# Work task:
Lines of the listing below that contain the string "elapsed" are to be returned.

# Extracted data:
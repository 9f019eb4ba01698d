//! Intro sequencer.
//!
//! A one-shot, time-driven state machine. The caller starts it and then
//! calls `tick()`; it never reverses and takes no user input.
//!
//! ## Timeline
//!
//! ```text
//! start ─┬─ letter every letter_interval_ms ─┬─ all letters visible (t0)
//!        │                                   ├─ t0 + glow_delay_ms      glow
//!        │                                   ├─ t0 + subtitle_delay_ms  subtitle
//!        │                                   ├─ t0 + fade_delay_ms      fade out
//!        │                                   └─ t0 + complete_delay_ms  complete
//! ```
//!
//! ## States
//!
//! ```text
//! Idle -> RevealingLetters -> GlowDelay -> SubtitleDelay -> Holding -> FadeOut -> Complete
//! ```

use serde::{Deserialize, Serialize};
use tracing::{debug, info};

use crate::events::Event;

#[derive(Debug, Clone, Serialize, Deserialize)]
pub struct IntroConfig {
    #[serde(default = "default_title")]
    pub title: String,
    #[serde(default = "default_subtitle")]
    pub subtitle: String,
    #[serde(default = "default_letter_interval_ms")]
    pub letter_interval_ms: u64,
    /// Delays below are measured from the last letter becoming visible.
    #[serde(default = "default_glow_delay_ms")]
    pub glow_delay_ms: u64,
    #[serde(default = "default_subtitle_delay_ms")]
    pub subtitle_delay_ms: u64,
    #[serde(default = "default_fade_delay_ms")]
    pub fade_delay_ms: u64,
    #[serde(default = "default_complete_delay_ms")]
    pub complete_delay_ms: u64,
    /// After completion, how long the intro overlay stays on top of home.
    #[serde(default = "default_overlay_linger_ms")]
    pub overlay_linger_ms: u64,
    /// After the overlay is gone (or the intro was skipped), home reveal delay.
    #[serde(default = "default_home_reveal_ms")]
    pub home_reveal_ms: u64,
}

fn default_title() -> String {
    "Canpolat Kaya".into()
}
fn default_subtitle() -> String {
    "Full Stack Developer".into()
}
fn default_letter_interval_ms() -> u64 {
    150
}
fn default_glow_delay_ms() -> u64 {
    500
}
fn default_subtitle_delay_ms() -> u64 {
    1_000
}
fn default_fade_delay_ms() -> u64 {
    3_000
}
fn default_complete_delay_ms() -> u64 {
    4_000
}
fn default_overlay_linger_ms() -> u64 {
    500
}
fn default_home_reveal_ms() -> u64 {
    100
}

impl Default for IntroConfig {
    fn default() -> Self {
        Self {
            title: default_title(),
            subtitle: default_subtitle(),
            letter_interval_ms: default_letter_interval_ms(),
            glow_delay_ms: default_glow_delay_ms(),
            subtitle_delay_ms: default_subtitle_delay_ms(),
            fade_delay_ms: default_fade_delay_ms(),
            complete_delay_ms: default_complete_delay_ms(),
            overlay_linger_ms: default_overlay_linger_ms(),
            home_reveal_ms: default_home_reveal_ms(),
        }
    }
}

/// Session flags for the intro.
///
/// Persisted with [`PersistPolicy::None`](crate::PersistPolicy::None) by
/// default, so `has_seen_intro` resets on every launch.
#[derive(Debug, Clone, Copy, Default, PartialEq, Eq, Serialize, Deserialize)]
#[serde(default)]
pub struct IntroState {
    pub has_seen_intro: bool,
    pub intro_complete: bool,
}

#[derive(Debug, Clone, Copy, PartialEq, Eq, Serialize, Deserialize)]
#[serde(rename_all = "snake_case")]
pub enum IntroPhase {
    Idle,
    RevealingLetters,
    /// All letters visible, glow not yet on.
    GlowDelay,
    /// Glow on, subtitle not yet shown.
    SubtitleDelay,
    /// Subtitle shown, waiting for the fade.
    Holding,
    FadeOut,
    Complete,
}

type CompletionCallback = Box<dyn FnOnce() + Send>;

pub struct IntroSequencer {
    config: IntroConfig,
    title_len: usize,
    phase: IntroPhase,
    started_at: Option<u64>,
    visible_letters: usize,
    glow: bool,
    subtitle: bool,
    fading: bool,
    cancelled: bool,
    on_complete: Option<CompletionCallback>,
}

impl std::fmt::Debug for IntroSequencer {
    fn fmt(&self, f: &mut std::fmt::Formatter<'_>) -> std::fmt::Result {
        f.debug_struct("IntroSequencer")
            .field("phase", &self.phase)
            .field("started_at", &self.started_at)
            .field("visible_letters", &self.visible_letters)
            .field("glow", &self.glow)
            .field("subtitle", &self.subtitle)
            .field("fading", &self.fading)
            .field("cancelled", &self.cancelled)
            .finish_non_exhaustive()
    }
}

impl IntroSequencer {
    pub fn new(config: IntroConfig) -> Self {
        let title_len = config.title.chars().count();
        Self {
            config,
            title_len,
            phase: IntroPhase::Idle,
            started_at: None,
            visible_letters: 0,
            glow: false,
            subtitle: false,
            fading: false,
            cancelled: false,
            on_complete: None,
        }
    }

    /// Register the callback invoked once when the sequence completes.
    pub fn on_complete(mut self, callback: impl FnOnce() + Send + 'static) -> Self {
        self.on_complete = Some(Box::new(callback));
        self
    }

    // ── Queries ──────────────────────────────────────────────────────

    pub fn phase(&self) -> IntroPhase {
        self.phase
    }

    pub fn title(&self) -> &str {
        &self.config.title
    }

    pub fn subtitle(&self) -> &str {
        &self.config.subtitle
    }

    pub fn visible_letters(&self) -> usize {
        self.visible_letters
    }

    /// The visible prefix of the title.
    pub fn visible_title(&self) -> String {
        self.config.title.chars().take(self.visible_letters).collect()
    }

    pub fn glow(&self) -> bool {
        self.glow
    }

    pub fn subtitle_visible(&self) -> bool {
        self.subtitle
    }

    pub fn fading(&self) -> bool {
        self.fading
    }

    pub fn is_complete(&self) -> bool {
        self.phase == IntroPhase::Complete
    }

    pub fn is_running(&self) -> bool {
        self.started_at.is_some() && !self.cancelled && !self.is_complete()
    }

    /// Instant at which the last letter becomes visible.
    pub fn letters_done_at(&self) -> Option<u64> {
        self.started_at
            .map(|s| s + self.title_len as u64 * self.config.letter_interval_ms)
    }

    /// Instant at which the completion fires.
    pub fn completes_at(&self) -> Option<u64> {
        self.letters_done_at()
            .map(|t0| t0 + self.config.complete_delay_ms)
    }

    /// Instant of the next pending transition, if the sequence is running.
    pub fn next_deadline(&self) -> Option<u64> {
        if !self.is_running() {
            return None;
        }
        let start = self.started_at?;
        let interval = self.config.letter_interval_ms;
        if self.visible_letters < self.title_len {
            return Some(start + (self.visible_letters as u64 + 1) * interval);
        }
        let t0 = start + self.title_len as u64 * interval;
        let c = &self.config;
        let delay = match self.phase {
            IntroPhase::RevealingLetters => 0,
            IntroPhase::GlowDelay => c.glow_delay_ms,
            IntroPhase::SubtitleDelay => c.subtitle_delay_ms,
            IntroPhase::Holding => c.fade_delay_ms,
            IntroPhase::FadeOut => c.complete_delay_ms,
            IntroPhase::Idle | IntroPhase::Complete => return None,
        };
        Some(t0 + delay)
    }

    // ── Commands ─────────────────────────────────────────────────────

    /// Begin the sequence. A second call while running or after
    /// completion is ignored.
    pub fn start(&mut self, now_ms: u64) -> Vec<Event> {
        if self.started_at.is_some() {
            debug!("intro already started");
            return Vec::new();
        }
        self.started_at = Some(now_ms);
        self.phase = IntroPhase::RevealingLetters;
        info!(title_len = self.title_len, "intro started");
        self.tick(now_ms)
    }

    /// Start over from zero visible letters. Completion fires again for the
    /// new run only if a callback is registered again.
    pub fn restart(&mut self, now_ms: u64) -> Vec<Event> {
        self.phase = IntroPhase::Idle;
        self.started_at = None;
        self.visible_letters = 0;
        self.glow = false;
        self.subtitle = false;
        self.fading = false;
        self.cancelled = false;
        self.start(now_ms)
    }

    /// Drop all pending transitions (unmount). Nothing fires afterwards.
    pub fn cancel(&mut self) {
        if self.is_running() {
            debug!(phase = ?self.phase, "intro cancelled");
        }
        self.cancelled = true;
        self.on_complete = None;
    }

    /// Apply every transition due at or before `now_ms`.
    pub fn tick(&mut self, now_ms: u64) -> Vec<Event> {
        let mut events = Vec::new();
        let Some(start) = self.started_at else {
            return events;
        };
        if self.cancelled || self.is_complete() {
            return events;
        }

        let interval = self.config.letter_interval_ms;
        let due_letters = if interval == 0 {
            self.title_len
        } else {
            let elapsed = now_ms.saturating_sub(start);
            ((elapsed / interval) as usize).min(self.title_len)
        };
        while self.visible_letters < due_letters {
            self.visible_letters += 1;
            events.push(Event::IntroLetterRevealed {
                visible: self.visible_letters,
                at_ms: start + self.visible_letters as u64 * interval,
            });
        }

        if self.visible_letters < self.title_len {
            return events;
        }
        let t0 = start + self.title_len as u64 * interval;
        if self.phase == IntroPhase::RevealingLetters {
            self.phase = IntroPhase::GlowDelay;
        }

        let c = &self.config;
        let steps = [
            (c.glow_delay_ms, IntroPhase::GlowDelay),
            (c.subtitle_delay_ms, IntroPhase::SubtitleDelay),
            (c.fade_delay_ms, IntroPhase::Holding),
            (c.complete_delay_ms, IntroPhase::FadeOut),
        ];
        for (delay, from) in steps {
            let due = t0 + delay;
            if self.phase != from {
                continue;
            }
            if now_ms < due {
                break;
            }
            self.advance(from, due, &mut events);
        }
        events
    }

    fn advance(&mut self, from: IntroPhase, at_ms: u64, events: &mut Vec<Event>) {
        match from {
            IntroPhase::GlowDelay => {
                self.glow = true;
                self.phase = IntroPhase::SubtitleDelay;
                events.push(Event::IntroGlow { at_ms });
            }
            IntroPhase::SubtitleDelay => {
                self.subtitle = true;
                self.phase = IntroPhase::Holding;
                events.push(Event::IntroSubtitle { at_ms });
            }
            IntroPhase::Holding => {
                self.fading = true;
                self.phase = IntroPhase::FadeOut;
                events.push(Event::IntroFadeOut { at_ms });
            }
            IntroPhase::FadeOut => {
                self.phase = IntroPhase::Complete;
                info!(at_ms, "intro complete");
                events.push(Event::IntroCompleted { at_ms });
                if let Some(callback) = self.on_complete.take() {
                    callback();
                }
            }
            IntroPhase::Idle | IntroPhase::RevealingLetters | IntroPhase::Complete => {}
        }
    }
}

#[cfg(test)]
mod tests {
    use super::*;
    use std::sync::atomic::{AtomicUsize, Ordering};
    use std::sync::Arc;

    fn counted() -> (IntroSequencer, Arc<AtomicUsize>) {
        let calls = Arc::new(AtomicUsize::new(0));
        let c = calls.clone();
        let seq = IntroSequencer::new(IntroConfig::default()).on_complete(move || {
            c.fetch_add(1, Ordering::SeqCst);
        });
        (seq, calls)
    }

    #[test]
    fn letters_reveal_every_interval() {
        let (mut seq, _) = counted();
        seq.start(0);
        assert_eq!(seq.visible_letters(), 0);
        seq.tick(149);
        assert_eq!(seq.visible_letters(), 0);
        seq.tick(150);
        assert_eq!(seq.visible_letters(), 1);
        seq.tick(1_949);
        assert_eq!(seq.visible_letters(), 12);
        seq.tick(1_950);
        assert_eq!(seq.visible_letters(), 13);
        assert_eq!(seq.visible_title(), "Canpolat Kaya");
        assert_eq!(seq.phase(), IntroPhase::GlowDelay);
    }

    #[test]
    fn phases_follow_last_letter() {
        let (mut seq, calls) = counted();
        seq.start(0);
        seq.tick(2_449);
        assert!(!seq.glow());
        seq.tick(2_450);
        assert!(seq.glow());
        seq.tick(2_950);
        assert!(seq.subtitle_visible());
        assert_eq!(seq.phase(), IntroPhase::Holding);
        seq.tick(4_950);
        assert!(seq.fading());
        seq.tick(5_949);
        assert_eq!(calls.load(Ordering::SeqCst), 0);
        let events = seq.tick(5_950);
        assert_eq!(events, vec![Event::IntroCompleted { at_ms: 5_950 }]);
        assert_eq!(calls.load(Ordering::SeqCst), 1);
        assert_eq!(seq.completes_at(), Some(5_950));
    }

    #[test]
    fn completion_fires_once_under_spurious_ticks() {
        let (mut seq, calls) = counted();
        seq.start(0);
        let mut fired = 0;
        for i in 0..200u64 {
            fired += seq.tick(5_000 + i * 37).len();
        }
        assert!(seq.start(9_000).is_empty());
        assert!(seq.tick(99_999).is_empty());
        assert!(fired > 0);
        assert_eq!(calls.load(Ordering::SeqCst), 1);
        assert!(seq.is_complete());
    }

    #[test]
    fn single_late_tick_emits_everything_in_order() {
        let (mut seq, _) = counted();
        let mut events = seq.start(1_000);
        events.extend(seq.tick(100_000));
        assert_eq!(events.len(), 13 + 4);
        let stamps: Vec<u64> = events.iter().map(Event::at_ms).collect();
        let mut sorted = stamps.clone();
        sorted.sort_unstable();
        assert_eq!(stamps, sorted);
        assert_eq!(*stamps.last().unwrap(), 1_000 + 1_950 + 4_000);
    }

    #[test]
    fn cancel_suppresses_completion() {
        let (mut seq, calls) = counted();
        seq.start(0);
        seq.tick(3_000);
        seq.cancel();
        assert!(seq.tick(10_000).is_empty());
        assert_eq!(calls.load(Ordering::SeqCst), 0);
        assert!(!seq.is_complete());
    }

    #[test]
    fn restart_resets_letters() {
        let (mut seq, _) = counted();
        seq.start(0);
        seq.tick(900);
        assert_eq!(seq.visible_letters(), 6);
        seq.restart(1_000);
        assert_eq!(seq.visible_letters(), 0);
        seq.tick(1_150);
        assert_eq!(seq.visible_letters(), 1);
    }

    #[test]
    fn empty_title_goes_straight_to_delays() {
        let config = IntroConfig {
            title: String::new(),
            ..IntroConfig::default()
        };
        let mut seq = IntroSequencer::new(config);
        seq.start(0);
        assert_eq!(seq.phase(), IntroPhase::GlowDelay);
        seq.tick(4_000);
        assert!(seq.is_complete());
    }
}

# Result of the exercise:
            let elapsed = now_ms.saturating_sub(start);
            ((elapsed / interval) as usize).min(self.title_len)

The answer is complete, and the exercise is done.